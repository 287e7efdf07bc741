//! Configuration for the sync manager.

use entanglement_protocol::MAX_FRAME_LEN;
use std::time::Duration;

/// Configuration for a [`SyncManager`](crate::SyncManager).
#[derive(Debug, Clone)]
pub struct ManagerConfig {
    /// Delay before a batch of coalesced YouHave messages is sent.
    pub you_have_timeout: Duration,
    /// Reconnection backoff.
    pub backoff: BackoffConfig,
    /// Default bandwidth budget for each connection.
    pub bandwidth: BandwidthConfig,
    /// How long the side with the greater hash waits when both sides dial.
    pub collision_delay: Duration,
    /// Largest frame payload. Informational; the codec enforces its own cap.
    pub max_frame_len: usize,
}

impl ManagerConfig {
    /// Creates a configuration with the default timings.
    pub fn new() -> Self {
        Self {
            you_have_timeout: Duration::from_millis(500),
            backoff: BackoffConfig::default(),
            bandwidth: BandwidthConfig::default(),
            collision_delay: Duration::from_millis(100),
            max_frame_len: MAX_FRAME_LEN,
        }
    }

    /// Sets the YouHave coalescing delay.
    pub fn with_you_have_timeout(mut self, timeout: Duration) -> Self {
        self.you_have_timeout = timeout;
        self
    }

    /// Sets the reconnection backoff.
    pub fn with_backoff(mut self, backoff: BackoffConfig) -> Self {
        self.backoff = backoff;
        self
    }

    /// Sets the default bandwidth budget.
    pub fn with_bandwidth(mut self, bandwidth: BandwidthConfig) -> Self {
        self.bandwidth = bandwidth;
        self
    }

    /// Sets the dial collision delay.
    pub fn with_collision_delay(mut self, delay: Duration) -> Self {
        self.collision_delay = delay;
        self
    }
}

impl Default for ManagerConfig {
    fn default() -> Self {
        Self::new()
    }
}

/// Exponential backoff between connection attempts.
#[derive(Debug, Clone)]
pub struct BackoffConfig {
    /// Delay after the first failure.
    pub initial_delay: Duration,
    /// Upper bound on the delay.
    pub max_delay: Duration,
    /// Growth factor per failure.
    pub multiplier: f64,
}

impl BackoffConfig {
    /// Creates a backoff with the given bounds and a multiplier of 2.
    pub fn new(initial_delay: Duration, max_delay: Duration) -> Self {
        Self {
            initial_delay,
            max_delay,
            multiplier: 2.0,
        }
    }

    /// Sets the growth factor.
    pub fn with_multiplier(mut self, multiplier: f64) -> Self {
        self.multiplier = multiplier;
        self
    }

    /// Calculates the delay after `attempt` consecutive failures (1-indexed).
    ///
    /// Attempt zero means no failure yet and yields no delay.
    pub fn delay_for_attempt(&self, attempt: u32) -> Duration {
        if attempt == 0 {
            return Duration::ZERO;
        }
        let exponent = attempt.saturating_sub(1).min(i32::MAX as u32) as i32;
        let delay = self.initial_delay.as_secs_f64() * self.multiplier.powi(exponent);
        Duration::from_secs_f64(delay.min(self.max_delay.as_secs_f64()))
    }
}

impl Default for BackoffConfig {
    fn default() -> Self {
        Self::new(Duration::from_secs(1), Duration::from_secs(600))
    }
}

/// Token bucket parameters for outgoing bytes.
#[derive(Debug, Clone)]
pub struct BandwidthConfig {
    /// Sustained rate in bytes per second.
    pub chars_per_sec: u64,
    /// Accounting period.
    pub quantum: Duration,
}

impl BandwidthConfig {
    /// Creates a budget.
    pub fn new(chars_per_sec: u64, quantum: Duration) -> Self {
        Self {
            chars_per_sec,
            quantum,
        }
    }

    /// Bytes allowed per quantum.
    pub fn per_quantum(&self) -> u64 {
        ((self.chars_per_sec as f64) * self.quantum.as_secs_f64()) as u64
    }
}

impl Default for BandwidthConfig {
    fn default() -> Self {
        Self::new(10_000_000, Duration::from_millis(100))
    }
}

#[cfg(test)]
mod tests {
    use super::*;

    #[test]
    fn manager_config_builder() {
        let config = ManagerConfig::new()
            .with_you_have_timeout(Duration::ZERO)
            .with_collision_delay(Duration::from_millis(5))
            .with_bandwidth(BandwidthConfig::new(1000, Duration::from_millis(10)));

        assert_eq!(config.you_have_timeout, Duration::ZERO);
        assert_eq!(config.collision_delay, Duration::from_millis(5));
        assert_eq!(config.bandwidth.per_quantum(), 10);
        assert_eq!(config.max_frame_len, 65536);
    }

    #[test]
    fn default_timings() {
        let config = ManagerConfig::default();
        assert_eq!(config.you_have_timeout, Duration::from_millis(500));
        assert_eq!(config.backoff.max_delay, Duration::from_secs(600));
        assert_eq!(config.bandwidth.per_quantum(), 1_000_000);
    }

    #[test]
    fn backoff_doubles_until_cap() {
        let backoff = BackoffConfig::default();

        assert_eq!(backoff.delay_for_attempt(0), Duration::ZERO);
        assert_eq!(backoff.delay_for_attempt(1), Duration::from_secs(1));
        assert_eq!(backoff.delay_for_attempt(2), Duration::from_secs(2));
        assert_eq!(backoff.delay_for_attempt(4), Duration::from_secs(8));
        assert_eq!(backoff.delay_for_attempt(20), Duration::from_secs(600));
        assert_eq!(backoff.delay_for_attempt(u32::MAX), Duration::from_secs(600));
    }
}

> _Task instructions_
If a line in the entries above contains the word "dial", copy it.

> _Exercise answer_
    /// How long the side with the greater hash waits when both sides dial.
    /// Sets the dial collision delay.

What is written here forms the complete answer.